The craft beer movement was in full
swing in the mid-’90s, and Yards developed a following. They quickly outgrew their
original 900-square-foot home and moved to Roxborough, where they added a bottling line
and a larger brewing system. But as the brewery grew, the finances became more
complicated, and the company began to struggle.
Kehoe and the Bartons knew
each other through friends, and they’d hang out and drink beer together occasionally.
When Nancy, who’d recently been laid off from her job as a mortgage closer, learned of
the brewery’s financial problems, she volunteered to be a salesperson.
“It
just sounded good,” she says. “I wasn’t doing anything except collecting unemployment.”
Bill had been processing transactions at a New Jersey auto brokerage firm
and running a staff of 400 people. Then he was fired. He fought the dismissal and won a
meager wrongful termination suit. The Bartons took that money and every other cent they
could scrounge up, and bought their way into Yards in 1999.
Kehoe made the
beer. The Bartons ran the business.
Soon Yards was producing 10,000 barrels
a year, and distributing 13 varieties in seven states. They gained recognition across
the country—in 2005 The
New York Times named their pale ale one of the five best in the
nation—and reached an almost iconic status in Philadelphia.
But differences
in business philosophy and company goals quickly began to tear the partnership apart.
 | | Fork it over: Yards founder Tom Kehoe kept the name, while Philadelphia Brewing Company owners Nancy and Bill Barton (pictured) kept the building. |
“About a week into working here, I realized these people don’t talk,” says
Chris Morris, a former Yards salesman who started at the brewery five years ago and now
works for PBC.
The Bartons wanted to dominate the Philadelphia market.
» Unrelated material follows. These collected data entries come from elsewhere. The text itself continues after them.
// 该文件是 Kanjian （看见） 项目的一部分。
// src/input.rs - 视频/图像输入
//
// 本文件根据 Apache 许可证第 2.0 版（以下简称“许可证”）授权使用；
// 除非遵守该许可证条款，否则您不得使用本文件。
// 您可通过以下网址获取许可证副本：
// http://www.apache.org/licenses/LICENSE-2.0
// 除非适用法律要求或书面同意，根据本许可协议分发的软件均按“原样”提供，
// 不附带任何形式的明示或暗示的保证或条件。
// 有关许可权限与限制的具体条款，请参阅本许可协议。
//
// Copyright (C) 2026 Johann Li <me@qinka.pro>, Wareless Group

use thiserror::Error;

use crate::frame::{Frame, VideoInfo};

/// 输入源：按顺序逐帧解码
///
/// 迭代器返回 `None` 表示流结束；返回 `Err` 表示该帧解码失败，
/// 调用方不应再继续读取。
pub trait InputSource: Iterator<Item = Result<Frame, InputError>> {
  fn info(&self) -> VideoInfo;
}

impl<S: InputSource + ?Sized> InputSource for Box<S> {
  fn info(&self) -> VideoInfo {
    (**self).info()
  }
}

#[cfg(feature = "read_image_file")]
mod read_image_file;
#[cfg(feature = "read_image_file")]
pub use self::read_image_file::{ImageFileInput, ImageFileInputError};

#[cfg(feature = "gstreamer_input")]
mod gstreamer_input;
#[cfg(feature = "gstreamer_input")]
pub use self::gstreamer_input::{GStreamerVideoInput, GStreamerInputError};

#[derive(Error, Debug)]
pub enum InputError {
  #[cfg(feature = "read_image_file")]
  #[error("Image file input error: {0}")]
  ImageFileInputError(#[from] ImageFileInputError),
  #[cfg(feature = "gstreamer_input")]
  #[error("GStreamer input error: {0}")]
  GStreamerInputError(#[from] GStreamerInputError),
  #[error("帧解码失败: {0}")]
  FrameDecode(String),
  #[error("URI scheme mismatch")]
  SchemeMismatch,
}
Kehoe wanted to grow the company.
“Their focus was the building,” Kehoe
argues. “The building became more important than anything else. It was kind of hard for
us to agree on anything at one point.”
By early 2006 the Bartons and Kehoe
realized their arrangement needed to be terminated. It took nearly 18 long, bitter
months to negotiate the settlement.
After the August breakup, Yards leased
the space and equipment in the Kensington brewery until Kehoe found his new home on
Delaware Avenue. The Bartons made weekly supervised walk-throughs to ensure nothing was
being sabotaged.
Today the two sides refuse to speak, and the Bartons have
boycotted drinking Yards beer.
Kensington, of course, has its own
tragic tale. In the mid-1800s Philadelphia was the “Workshop of
the World,” and Kensington was its manufacturing heart. Textile mills, foundries,
machine-works, glass factories, potteries and furniture makers dominated the smog-filled
landscape. The mills of Kensington produced more carpets than all of Great Britain and
Ireland combined by the end of the 19th century.
Huge waves of German
immigrants arrived in the mid-1800s, bringing with them their passion for beer. The
Bavarian John Wagner brewed the first lager in America in 1840 near the intersection of
American and Poplar streets in Northern Liberties.
Soon brewers were
popping up all around Northern Liberties and Kensington, and their brews were exported
to Europe and Asia.
“People would put the name ‘Philadelphia’ on their beer
because it had a connotation of excellence around the world,” says beer historian Rich
Wagner, who’ll give a lecture on Philadelphia brewing history at PBC on March 22.
By the dawn of Prohibition in 1920, there were more than 40 major
production breweries in the city and dozens of smaller-scale operations.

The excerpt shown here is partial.